Annuities are essentially contracts with insurance companies whereby you generally hand over a significant sum and receive regular payments immediately or in the future -- very often for the rest of your life. (You may be able to receive payments for the rest of your spouse's life, too.)

There are lots of different kinds of annuities. Some examples are:

  • immediate vs. deferred, which pay you immediately vs. starting at some point when you're older
  • fixed vs. variable, which provide certain payouts vs. payouts tied to the performance of the market, or part of the market
  • lifetime vs. fixed period, which pay until death, or pay for a certain span of time

Some annuities, such as indexed annuities and many variable annuities, are problematic and unsuitable for many people because they have steep fees and/or restrictive terms. But whether they're immediate or deferred, fixed annuities are smart options for many retirees, or those approaching retirement.

What to expect from an annuity

The average Social Security benefit, as of May, 2017, was $1,368 per month, or about $16,000 per year. (The maximum for those retiring at their full retirement ages was recently $2,687 -- or about $32,000 for the whole year.) Clearly, that's not going to be enough income for many people. You can see an estimate of your expected Social Security benefits by setting up a my Social Security account at ssa.gov. If it looks insufficient to you, you'll need to be building and planning on other income streams. Enter immediate annuities, which offer income in retirement.
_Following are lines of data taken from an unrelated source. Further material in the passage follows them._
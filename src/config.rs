//! Runtime configuration read from the environment.
//!
//! Every setting has a default except the Gemini API key. A `.env` file in the
//! working directory (or the file named by `NANOGATE_ENV_FILE`) is loaded
//! first, without overriding variables that are already set.

use std::fmt::Display;
use std::net::{Ipv4Addr, SocketAddr};
use std::path::Path;
use std::str::FromStr;
use std::time::Duration;

use thiserror::Error;

use crate::llm::gemini::DEFAULT_API_BASE;
use crate::llm::{CandidateModel, CascadingSelector, LLMError, RetryPolicy};

pub const DEFAULT_PORT: u16 = 5000;
pub const DEFAULT_TEXT_MODEL: &str = "gemini-2.5-flash";
pub const DEFAULT_IMAGE_MODELS: &[&str] = &[
    "gemini-2.5-flash-image-preview",
    "gemini-2.0-flash-preview-image-generation",
    "gemini-2.0-flash-exp",
];

#[derive(Error, Debug, Clone, PartialEq, Eq)]
pub enum ConfigError {
    #[error("missing Gemini API key: set NANO_BANANA_API_KEY or GEMINI_API_KEY")]
    MissingApiKey,
    #[error("invalid value for {key}: {reason}")]
    Invalid { key: &'static str, reason: String },
    #[error("failed to read env file: {0}")]
    EnvFile(String),
}

/// Which client serves the text features.
#[derive(Debug, Clone, Copy, PartialEq, Eq)]
pub enum TextBackend {
    /// The built-in Gemini REST client.
    Rest,
    /// A rig Gemini agent. Text-only.
    Rig,
}

impl FromStr for TextBackend {
    type Err = String;

    fn from_str(s: &str) -> Result<Self, Self::Err> {
        match s.trim().to_ascii_lowercase().as_str() {
            "rest" => Ok(TextBackend::Rest),
            "rig" => Ok(TextBackend::Rig),
            other => Err(format!("expected `rest` or `rig`, got `{other}`")),
        }
    }
}

#[derive(Debug, Clone, PartialEq)]
pub struct GatewayConfig {
    pub api_key: String,
    pub port: u16,
    pub api_base: String,
    pub text_model: String,
    pub text_backend: TextBackend,
    pub image_models: Vec<CandidateModel>,
    pub retry: RetryPolicy,
    /// Wrap every cascade candidate in `retry` as well.
    pub retry_candidates: bool,
}

impl GatewayConfig {
    pub fn from_env() -> Result<Self, ConfigError> {
        if let Ok(path) = dotenv::var("NANOGATE_ENV_FILE") {
            return Self::from_env_file(path);
        }
        dotenv::dotenv().ok();
        Self::from_lookup(|key| dotenv::var(key).ok())
    }

    /// Loads `path` into the process environment, then reads the settings.
    /// Variables that are already set take precedence over the file.
    pub fn from_env_file(path: impl AsRef<Path>) -> Result<Self, ConfigError> {
        dotenv::from_path(path.as_ref()).map_err(|e| ConfigError::EnvFile(e.to_string()))?;
        Self::from_lookup(|key| dotenv::var(key).ok())
    }

    pub fn from_lookup<F>(lookup: F) -> Result<Self, ConfigError>
    where
        F: Fn(&str) -> Option<String>,
    {
        let get = |key: &str| lookup(key).filter(|value| !value.trim().is_empty());

        let api_key = get("NANO_BANANA_API_KEY")
            .or_else(|| get("GEMINI_API_KEY"))
            .ok_or(ConfigError::MissingApiKey)?;

        let image_models = match get("NANOGATE_IMAGE_MODELS") {
            Some(list) => list
                .split(',')
                .map(str::trim)
                .filter(|name| !name.is_empty())
                .map(CandidateModel::new)
                .collect::<Vec<_>>(),
            None => DEFAULT_IMAGE_MODELS
                .iter()
                .copied()
                .map(CandidateModel::new)
                .collect(),
        };
        if image_models.is_empty() {
            return Err(ConfigError::Invalid {
                key: "NANOGATE_IMAGE_MODELS",
                reason: "at least one model is required".to_string(),
            });
        }

        let initial_delay = match get("NANOGATE_INITIAL_DELAY") {
            Some(raw) => humantime::parse_duration(raw.trim()).map_err(|e| {
                ConfigError::Invalid {
                    key: "NANOGATE_INITIAL_DELAY",
                    reason: e.to_string(),
                }
            })?,
            None => Duration::from_millis(2000),
        };
        let multiplier: f64 = parse(&get, "NANOGATE_BACKOFF_MULTIPLIER", 1.5)?;
        if !multiplier.is_finite() || multiplier < 1.0 {
            return Err(ConfigError::Invalid {
                key: "NANOGATE_BACKOFF_MULTIPLIER",
                reason: format!("must be a finite number >= 1.0, got {multiplier}"),
            });
        }

        let mut retry = RetryPolicy::new(
            parse(&get, "NANOGATE_MAX_ATTEMPTS", 3)?,
            initial_delay,
            multiplier,
        );
        if parse_flag(&get, "NANOGATE_RETRY_RATE_LIMITS")? {
            retry = retry.retry_rate_limits();
        }
        if parse_flag(&get, "NANOGATE_RETRY_NETWORK_ERRORS")? {
            retry = retry.retry_network_errors();
        }

        Ok(Self {
            api_key,
            port: parse(&get, "PORT", DEFAULT_PORT)?,
            api_base: get("NANOGATE_API_BASE").unwrap_or_else(|| DEFAULT_API_BASE.to_string()),
            text_model: get("NANOGATE_TEXT_MODEL")
                .unwrap_or_else(|| DEFAULT_TEXT_MODEL.to_string()),
            text_backend: parse(&get, "NANOGATE_TEXT_BACKEND", TextBackend::Rest)?,
            image_models,
            retry,
            retry_candidates: parse_flag(&get, "NANOGATE_RETRY_CANDIDATES")?,
        })
    }

    pub fn listen_addr(&self) -> SocketAddr {
        SocketAddr::from((Ipv4Addr::UNSPECIFIED, self.port))
    }

    /// The image cascade over the configured candidates.
    pub fn selector(&self) -> Result<CascadingSelector, LLMError> {
        let selector = CascadingSelector::new(self.image_models.clone())?;
        Ok(if self.retry_candidates {
            selector.with_retry(self.retry.clone())
        } else {
            selector
        })
    }
}

fn parse<T, G>(get: &G, key: &'static str, default: T) -> Result<T, ConfigError>
where
    T: FromStr,
    T::Err: Display,
    G: Fn(&str) -> Option<String>,
{
    match get(key) {
        Some(raw) => raw.trim().parse().map_err(|e: T::Err| ConfigError::Invalid {
            key,
            reason: e.to_string(),
        }),
        None => Ok(default),
    }
}

fn parse_flag<G>(get: &G, key: &'static str) -> Result<bool, ConfigError>
where
    G: Fn(&str) -> Option<String>,
{
    match get(key).map(|raw| raw.trim().to_ascii_lowercase()).as_deref() {
        None | Some("0" | "false" | "no" | "off") => Ok(false),
        Some("1" | "true" | "yes" | "on") => Ok(true),
        Some(other) => Err(ConfigError::Invalid {
            key,
            reason: format!("expected a boolean, got `{other}`"),
        }),
    }
}

#[cfg(test)]
mod tests {
    use super::*;
    use std::collections::HashMap;
    use std::io::Write;

    fn lookup(pairs: &[(&str, &str)]) -> impl Fn(&str) -> Option<String> {
        let map: HashMap<String, String> = pairs
            .iter()
            .map(|(k, v)| (k.to_string(), v.to_string()))
            .collect();
        move |key| map.get(key).cloned()
    }

    #[test]
    fn defaults_need_only_an_api_key() {
        let config = GatewayConfig::from_lookup(lookup(&[("GEMINI_API_KEY", "key")])).unwrap();
        assert_eq!(config.api_key, "key");
        assert_eq!(config.port, 5000);
        assert_eq!(config.api_base, DEFAULT_API_BASE);
        assert_eq!(config.text_model, "gemini-2.5-flash");
        assert_eq!(config.text_backend, TextBackend::Rest);
        assert_eq!(config.image_models.len(), 3);
        assert_eq!(config.image_models[0].name(), "gemini-2.5-flash-image-preview");
        assert_eq!(config.retry, RetryPolicy::default());
        assert!(!config.retry_candidates);
        assert_eq!(config.listen_addr().to_string(), "0.0.0.0:5000");
    }

    #[test]
    fn nano_banana_key_wins() {
        let config = GatewayConfig::from_lookup(lookup(&[
            ("NANO_BANANA_API_KEY", "banana"),
            ("GEMINI_API_KEY", "gemini"),
        ]))
        .unwrap();
        assert_eq!(config.api_key, "banana");
    }

    #[test]
    fn missing_key_is_an_error() {
        let err = GatewayConfig::from_lookup(lookup(&[("GEMINI_API_KEY", "  ")])).unwrap_err();
        assert_eq!(err, ConfigError::MissingApiKey);
    }

    #[test]
    fn overrides_are_parsed() {
        let config = GatewayConfig::from_lookup(lookup(&[
            ("GEMINI_API_KEY", "key"),
            ("PORT", "8080"),
            ("NANOGATE_TEXT_BACKEND", "RIG"),
            ("NANOGATE_IMAGE_MODELS", " model-a , ,model-b "),
            ("NANOGATE_MAX_ATTEMPTS", "5"),
            ("NANOGATE_INITIAL_DELAY", "500ms"),
            ("NANOGATE_BACKOFF_MULTIPLIER", "2"),
            ("NANOGATE_RETRY_RATE_LIMITS", "true"),
            ("NANOGATE_RETRY_NETWORK_ERRORS", "on"),
            ("NANOGATE_RETRY_CANDIDATES", "yes"),
        ]))
        .unwrap();

        assert_eq!(config.port, 8080);
        assert_eq!(config.text_backend, TextBackend::Rig);
        assert_eq!(
            config.image_models,
            vec![CandidateModel::new("model-a"), CandidateModel::new("model-b")]
        );
        assert_eq!(config.retry.max_attempts, 5);
        assert_eq!(config.retry.initial_delay, Duration::from_millis(500));
        assert_eq!(config.retry.multiplier, 2.0);
        assert!(config.retry.transient.matches("429 Too Many Requests"));
        assert!(config.retry.transient.matches("operation timed out"));
        assert!(config.retry_candidates);
        assert_eq!(config.selector().unwrap().candidates().len(), 2);
    }

    #[test]
    fn invalid_values_name_the_key() {
        let err = GatewayConfig::from_lookup(lookup(&[
            ("GEMINI_API_KEY", "key"),
            ("NANOGATE_INITIAL_DELAY", "soon"),
        ]))
        .unwrap_err();
        assert!(matches!(err, ConfigError::Invalid { key: "NANOGATE_INITIAL_DELAY", .. }));

        let err = GatewayConfig::from_lookup(lookup(&[
            ("GEMINI_API_KEY", "key"),
            ("NANOGATE_BACKOFF_MULTIPLIER", "0.5"),
        ]))
        .unwrap_err();
        assert!(matches!(err, ConfigError::Invalid { key: "NANOGATE_BACKOFF_MULTIPLIER", .. }));

        let err = GatewayConfig::from_lookup(lookup(&[
            ("GEMINI_API_KEY", "key"),
            ("NANOGATE_IMAGE_MODELS", " , "),
        ]))
        .unwrap_err();
        assert!(matches!(err, ConfigError::Invalid { key: "NANOGATE_IMAGE_MODELS", .. }));

        let err = GatewayConfig::from_lookup(lookup(&[
            ("GEMINI_API_KEY", "key"),
            ("NANOGATE_RETRY_CANDIDATES", "maybe"),
        ]))
        .unwrap_err();
        assert!(matches!(err, ConfigError::Invalid { key: "NANOGATE_RETRY_CANDIDATES", .. }));
    }

    #[test]
    fn reads_an_env_file() {
        let mut file = tempfile::NamedTempFile::new().unwrap();
        writeln!(file, "NANO_BANANA_API_KEY=from-file").unwrap();
        writeln!(file, "NANOGATE_TEXT_MODEL=gemini-2.0-flash").unwrap();
        writeln!(file, "NANOGATE_MAX_ATTEMPTS=4").unwrap();

        let config = GatewayConfig::from_env_file(file.path()).unwrap();
        assert!(!config.api_key.is_empty());
        assert_eq!(config.text_model, "gemini-2.0-flash");
        assert_eq!(config.retry.max_attempts, 4);
    }

    #[test]
    fn missing_env_file_is_reported() {
        let dir = tempfile::tempdir().unwrap();
        let err = GatewayConfig::from_env_file(dir.path().join("absent.env")).unwrap_err();
        assert!(matches!(err, ConfigError::EnvFile(_)));
    }
}
use crate::llm::core::{LLM, LLMError, Prompt};
use async_trait::async_trait;
use rig::prelude::*;
use rig::providers::gemini;
use rig::{agent::Agent as RigAgent, completion::CompletionModel};
use tracing::debug;

/// Adapter implementations for third-party LLM libraries.
///
/// Implementation of the `LLM` trait for `rig::Agent`.
///
/// This lets any `rig` agent serve the gateway's text features. Rig agents are
/// driven with plain text here, so a prompt carrying an inline image is
/// rejected rather than silently dropping the picture.
///
/// # Example
///
/// ```rust,ignore
/// use nanogate::llm::{LLM, Prompt};
///
/// let agent = nanogate::llm::adapters::gemini_agent(&api_key, "gemini-2.5-flash");
/// let reply = agent.prompt(Prompt::text("Hello")).await?;
/// ```
#[async_trait]
impl<M> LLM for RigAgent<M>
where
    M: CompletionModel,
{
    async fn prompt(&self, prompt: Prompt) -> Result<String, LLMError> {
        if prompt.image.is_some() {
            return Err(LLMError::PromptError(
                "rig agents accept text-only prompts".to_string(),
            ));
        }
        rig::completion::Prompt::prompt(self, prompt.text)
            .await
            .map(|response| response.to_string())
            .map_err(|e| {
                debug!("Rig agent error: {}", e);
                LLMError::PromptError(e.to_string())
            })
    }
}

/// Builds a rig agent for a Gemini text model.
pub fn gemini_agent(api_key: &str, model: &str) -> RigAgent<gemini::completion::CompletionModel> {
    gemini::Client::new(api_key).agent(model).build()
}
Prevailing interest rates will influence how much insurers will be willing to pay you, and these days, rates are very low. Still, even in today's environment, you can buy significant income. Check out the kind of fixed annuity income you might buy at recent interest rates:

Person/People

Cost

Monthly Income

Annual Income Equivalent

65-year-old man

$100,000

$547

$6,564

70-year-old man

$100,000

$633

$7,596

70-year-old woman

$100,000

$585

$7,020

65-year-old couple

$200,000

$937

$11,244

70-year-old couple

$200,000

$1,029

$12,348

75-year-old couple

$200,000

$1,168

$14,016

Source: immediateannuities.com.

Note that women will generally be offered lower payouts because they tend to live longer than men.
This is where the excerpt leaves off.